On Di, Apr 28, 2015 at 06:56:23 -0600, Martijn van Exel wrote:
> Not sure if this has been discussed recently, but we've been thinking
> about improving osmosis PBF reading performance over at Telenav. My
> colleague Jon (cc) has come up with a suggestion that I want to put
> forward for discussion. I'm posting this to both osmosis-dev as well
> as dev because it affects the PBF format definition.
> 
> When reading a large PBF resource from a random access file (as
> opposed to a stream), it might be possible to significantly increase
> throughput by reading data of the same entity type from multiple
> threads simultaneously, making use of an optional directory structure
> to locate valid blocks of nodes, ways and relations for threads to
> consume.
> 
> To support parallel access, an optional directory_offset might be
> added to the HeaderBlock:
> 
> message HeaderBlock {
>   …
>   optional int64 directory_offset
> }
> 
> The directory_offset field would be the seek location in the file of a
> Directory message which is written at the end of the file (since the
> directory is flexible in length and all offsets are only known after
> writing all data to the PBF file). The directory itself is simply a
> list of valid read offsets for each entity type.
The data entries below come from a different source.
//! Handler trait for processing Kafka requests.
//!
//! Implement the `Handler` trait to provide the broker logic behind each
//! supported API. Every method has a default that answers with an error
//! for each requested topic and partition, so test servers only implement
//! what they exercise.

use std::net::SocketAddr;

use async_trait::async_trait;
use bytes::Bytes;

use crate::error::KafkaCode;

use super::request::*;
use super::response::*;
use super::versions;

/// Context for a request, containing connection information.
#[derive(Debug, Clone)]
pub struct RequestContext {
    /// The client's address.
    pub client_addr: SocketAddr,
    /// The API version of the request.
    pub api_version: i16,
    /// The client ID from the request header.
    pub client_id: Option<String>,
    /// Unique request ID for correlation across logs.
    pub request_id: uuid::Uuid,
}

/// Trait for handling Kafka protocol requests.
#[async_trait]
pub trait Handler: Send + Sync {
    /// Handle an ApiVersions request.
    async fn handle_api_versions(
        &self,
        _ctx: &RequestContext,
        _request: ApiVersionsRequestData,
    ) -> ApiVersionsResponseData {
        ApiVersionsResponseData {
            error_code: KafkaCode::None,
            api_keys: versions::default_api_versions(),
            throttle_time_ms: 0,
        }
    }

    /// Handle a Metadata request.
    async fn handle_metadata(
        &self,
        _ctx: &RequestContext,
        _request: MetadataRequestData,
    ) -> MetadataResponseData {
        MetadataResponseData {
            brokers: vec![],
            controller_id: -1,
            topics: vec![],
        }
    }

    /// Handle a Produce request.
    ///
    /// The returned response is dropped by the connection when `acks == 0`.
    async fn handle_produce(
        &self,
        _ctx: &RequestContext,
        request: ProduceRequestData,
    ) -> ProduceResponseData {
        ProduceResponseData {
            responses: request
                .topics
                .into_iter()
                .map(|topic| ProduceTopicResponse {
                    name: topic.name,
                    partitions: topic
                        .partitions
                        .into_iter()
                        .map(|p| {
                            ProducePartitionResponse::error(
                                p.partition_index,
                                KafkaCode::UnknownTopicOrPartition,
                            )
                        })
                        .collect(),
                })
                .collect(),
            throttle_time_ms: 0,
        }
    }

    /// Handle a Fetch request.
    async fn handle_fetch(
        &self,
        _ctx: &RequestContext,
        request: FetchRequestData,
    ) -> FetchResponseData {
        FetchResponseData {
            throttle_time_ms: 0,
            responses: request
                .topics
                .into_iter()
                .map(|topic| FetchTopicResponse {
                    name: topic.name,
                    partitions: topic
                        .partitions
                        .into_iter()
                        .map(|p| {
                            FetchPartitionResponse::error(
                                p.partition_index,
                                KafkaCode::UnknownTopicOrPartition,
                            )
                        })
                        .collect(),
                })
                .collect(),
        }
    }

    /// Handle a ListOffsets request.
    async fn handle_list_offsets(
        &self,
        _ctx: &RequestContext,
        request: ListOffsetsRequestData,
    ) -> ListOffsetsResponseData {
        ListOffsetsResponseData {
            throttle_time_ms: 0,
            topics: request
                .topics
                .into_iter()
                .map(|topic| ListOffsetsTopicResponse {
                    name: topic.name,
                    partitions: topic
                        .partitions
                        .into_iter()
                        .map(|p| {
                            ListOffsetsPartitionResponse::error(
                                p.partition_index,
                                KafkaCode::UnknownTopicOrPartition,
                            )
                        })
                        .collect(),
                })
                .collect(),
        }
    }

    /// Handle a CreateTopics request.
    async fn handle_create_topics(
        &self,
        _ctx: &RequestContext,
        request: CreateTopicsRequestData,
    ) -> CreateTopicsResponseData {
        CreateTopicsResponseData {
            topics: request
                .topics
                .into_iter()
                .map(|t| CreateTopicResponseData::new(t.name, KafkaCode::NotController))
                .collect(),
        }
    }

    /// Handle a DeleteTopics request.
    async fn handle_delete_topics(
        &self,
        _ctx: &RequestContext,
        request: DeleteTopicsRequestData,
    ) -> DeleteTopicsResponseData {
        DeleteTopicsResponseData {
            throttle_time_ms: 0,
            responses: request
                .topic_names
                .into_iter()
                .map(|name| DeleteTopicResponseData {
                    name,
                    error_code: KafkaCode::NotController,
                })
                .collect(),
        }
    }

    /// Handle an unknown API key or an unsupported version.
    async fn handle_unsupported(
        &self,
        _ctx: &RequestContext,
        _api_key: ApiKey,
        _data: Bytes,
    ) -> ErrorResponseData {
        ErrorResponseData {
            error_code: KafkaCode::UnsupportedVersion,
        }
    }
}

#[cfg(test)]
mod tests {
    use super::*;

    struct DefaultHandler;

    impl Handler for DefaultHandler {}

    fn ctx() -> RequestContext {
        RequestContext {
            client_addr: "127.0.0.1:1234".parse().unwrap(),
            api_version: 0,
            client_id: None,
            request_id: uuid::Uuid::new_v4(),
        }
    }

    #[tokio::test]
    async fn test_default_api_versions_lists_supported_apis() {
        let resp = DefaultHandler
            .handle_api_versions(&ctx(), ApiVersionsRequestData::default())
            .await;
        assert_eq!(resp.error_code, KafkaCode::None);
        assert_eq!(resp.api_keys.len(), versions::SUPPORTED_VERSIONS.len());
    }

    #[tokio::test]
    async fn test_default_produce_rejects_every_partition() {
        let request = ProduceRequestData {
            transactional_id: None,
            acks: 1,
            timeout_ms: 1000,
            topics: vec![ProduceTopicData {
                name: "t".to_string(),
                partitions: vec![
                    ProducePartitionData {
                        partition_index: 0,
                        records: Bytes::new(),
                    },
                    ProducePartitionData {
                        partition_index: 1,
                        records: Bytes::new(),
                    },
                ],
            }],
        };
        let resp = DefaultHandler.handle_produce(&ctx(), request).await;
        let partitions = &resp.responses[0].partitions;
        assert_eq!(partitions.len(), 2);
        assert!(
            partitions
                .iter()
                .all(|p| p.error_code == KafkaCode::UnknownTopicOrPartition)
        );
    }

    #[tokio::test]
    async fn test_default_unsupported() {
        let resp = DefaultHandler
            .handle_unsupported(&ctx(), ApiKey::Unknown(11), Bytes::new())
            .await;
        assert_eq!(resp.error_code, KafkaCode::UnsupportedVersion);
    }
}
//! Gossip-based cluster membership.
//!
//! Every node keeps a table of members, each with a heartbeat counter that
//! only its owner increments. Each gossip round a node bumps its own
//! heartbeat and pushes its whole table to `fanout` random live peers over
//! UDP; the receiver merges entries with higher heartbeats and answers with
//! its own table (push-pull), so a joining node learns the cluster in one
//! round trip.
//!
//! A member whose heartbeat has not advanced for `failure_timeout` is
//! declared failed locally. A member that leaves gracefully gossips a final
//! entry flagged `left`, which the others report as [`MemberEvent::Left`].
//!
//! Datagrams are bincode-encoded [`GossipMessage`]s and must fit a single
//! UDP packet, which bounds the practical cluster size to a few hundred
//! members.

use std::collections::BTreeMap;
use std::net::SocketAddr;
use std::sync::atomic::{AtomicBool, AtomicU64, Ordering};
use std::sync::{Arc, Mutex, PoisonError};
use std::time::{Duration, Instant};

use async_trait::async_trait;
use serde::{Deserialize, Serialize};
use tokio::net::UdpSocket;
use tokio::sync::{broadcast, watch};
use tokio::task::JoinHandle;
use tracing::{debug, info, warn};

use super::config::MembershipConfig;
use super::error::{ClusterError, ClusterResult};
use super::metrics;
use super::raft::BrokerInfo;

const MAX_DATAGRAM_SIZE: usize = 65_507;
const EVENT_CHANNEL_CAPACITY: usize = 256;

/// A broker as advertised through gossip.
#[derive(Debug, Clone, PartialEq, Eq, Serialize, Deserialize)]
pub struct Member {
    pub id: i32,
    /// UDP address gossip reaches this member at.
    pub gossip_addr: String,
    pub kafka_host: String,
    pub kafka_port: i32,
    /// Cluster RPC address (raft and replication).
    pub rpc_addr: String,
    /// Whether the member takes part in raft votes.
    pub voter: bool,
}

impl Member {
    pub fn broker_info(&self) -> BrokerInfo {
        BrokerInfo {
            id: self.id,
            host: self.kafka_host.clone(),
            port: self.kafka_port,
            rpc_addr: self.rpc_addr.clone(),
            voter: self.voter,
        }
    }
}
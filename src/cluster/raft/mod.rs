//! Raft consensus layer for cluster metadata.
//!
//! Every broker runs a raft node. Committed [`MetadataCommand`]s are applied
//! in log order to the [`MetadataStateMachine`], which holds:
//!
//! - registered brokers and their addresses
//! - topics with their partition count and replication factor
//! - per-partition replicas, leader, ISR and leader epoch
//!
//! # Architecture
//!
//! ```text
//!   ┌─────────────┐    ┌─────────────┐    ┌─────────────┐
//!   │  Broker 0   │    │  Broker 1   │    │  Broker 2   │
//!   │  (Leader)   │◄──►│ (Follower)  │◄──►│ (Follower)  │
//!   │ ┌─────────┐ │    │ ┌─────────┐ │    │ ┌─────────┐ │
//!   │ │RaftNode │ │    │ │RaftNode │ │    │ │RaftNode │ │
//!   │ └────┬────┘ │    │ └────┬────┘ │    │ └────┬────┘ │
//!   │ ┌────▼────┐ │    │ ┌────▼────┐ │    │ ┌────▼────┐ │
//!   │ │Metadata │ │    │ │Metadata │ │    │ │Metadata │ │
//!   │ │  FSM    │ │    │ │  FSM    │ │    │ │  FSM    │ │
//!   │ └─────────┘ │    │ └─────────┘ │    │ └─────────┘ │
//!   └─────────────┘    └─────────────┘    └─────────────┘
//! ```
//!
//! Durable state lives in `<raftdir>/raft.log`, `<raftdir>/vote` and
//! snapshots under `<raftdir>/snapshots/`. The same RPC transport also
//! carries follower fetches for partition replication.

mod commands;
mod config;
mod log_file;
mod network;
mod node;
mod state_machine;
mod storage;
mod types;

pub use commands::{MetadataCommand, MetadataError, MetadataResponse};
pub use config::RaftConfig;
pub use network::{
    RaftNetworkFactoryImpl, ReplicaFetchRequest, ReplicaFetchResponse, ReplicaFetchService,
    RpcClient, RpcErrorInfo, RpcErrorKind, RpcMessage, RpcResponse, forward_client_write,
};
pub use node::{RaftNode, SNAPSHOT_PREFIX};
pub use state_machine::{
    BrokerInfo, MetadataState, MetadataStateMachine, PartitionInfo, TopicInfo, assign_replicas,
};
pub use storage::RaftStore;
pub use types::{RaftNodeId, TypeConfig, node_id_for};
//! Metadata request parsing (v0-v1).

use nom::{IResult, number::complete::be_i32};
use nombytes::NomBytes;

use crate::constants::MAX_PROTOCOL_ARRAY_SIZE;
use crate::parser::parse_utf8;

/// Metadata request data.
#[derive(Debug, Clone, Default)]
pub struct MetadataRequestData {
    /// The topics to fetch metadata for. None means all topics.
    pub topics: Option<Vec<String>>,
}

/// v0 asks for every topic with an empty array, v1 with a null one.
pub fn parse_metadata_request(s: NomBytes, version: i16) -> IResult<NomBytes, MetadataRequestData> {
    let (s, topic_count) = be_i32(s)?;
    if topic_count == -1 || (version == 0 && topic_count == 0) {
        return Ok((s, MetadataRequestData { topics: None }));
    }
    if !(0..=MAX_PROTOCOL_ARRAY_SIZE).contains(&topic_count) {
        return Err(nom::Err::Failure(nom::error::Error::new(
            s,
            nom::error::ErrorKind::TooLarge,
        )));
    }

    let mut topics = Vec::with_capacity(topic_count as usize);
    let mut remaining = s;
    for _ in 0..topic_count {
        let (s, name) = parse_utf8(remaining)?;
        topics.push(name);
        remaining = s;
    }

    Ok((
        remaining,
        MetadataRequestData {
            topics: Some(topics),
        },
    ))
}

#[cfg(test)]
mod tests {
    use super::*;
    use bytes::{BufMut, Bytes};

    fn nb(buf: Vec<u8>) -> NomBytes {
        NomBytes::new(Bytes::from(buf))
    }

    #[test]
    fn test_v0_empty_array_means_all_topics() {
        let (_, req) = parse_metadata_request(nb(0i32.to_be_bytes().to_vec()), 0).unwrap();
        assert!(req.topics.is_none());
    }

    #[test]
    fn test_v1_empty_array_means_no_topics() {
        let (_, req) = parse_metadata_request(nb(0i32.to_be_bytes().to_vec()), 1).unwrap();
        assert_eq!(req.topics, Some(vec![]));
    }

    #[test]
    fn test_v1_null_means_all_topics() {
        let (_, req) = parse_metadata_request(nb((-1i32).to_be_bytes().to_vec()), 1).unwrap();
        assert!(req.topics.is_none());
    }

    #[test]
    fn test_named_topics() {
        let mut buf = Vec::new();
        buf.put_i32(2);
        buf.put_i16(1);
        buf.put_slice(b"a");
        buf.put_i16(2);
        buf.put_slice(b"bc");
        let (_, req) = parse_metadata_request(nb(buf), 0).unwrap();
        assert_eq!(req.topics, Some(vec!["a".to_string(), "bc".to_string()]));
    }

    #[test]
    fn test_negative_count_rejected() {
        assert!(parse_metadata_request(nb((-5i32).to_be_bytes().to_vec()), 1).is_err());
    }
}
Threads can read data
> from a given offset in the list to the next offset. The best chunk
> size for blocks in the directory can be determined through
> experimentation, although something around 1MB might be a good first
> guess.
> 
> message Directory {
>   repeated int64 node_block_offsets;
>   repeated int64 way_block_offsets;
>   repeated int64 relation_block_offsets;
> }
> 
> Before we explore this further, I'd like to know if this has been
> attempted before, and what concerns there may be.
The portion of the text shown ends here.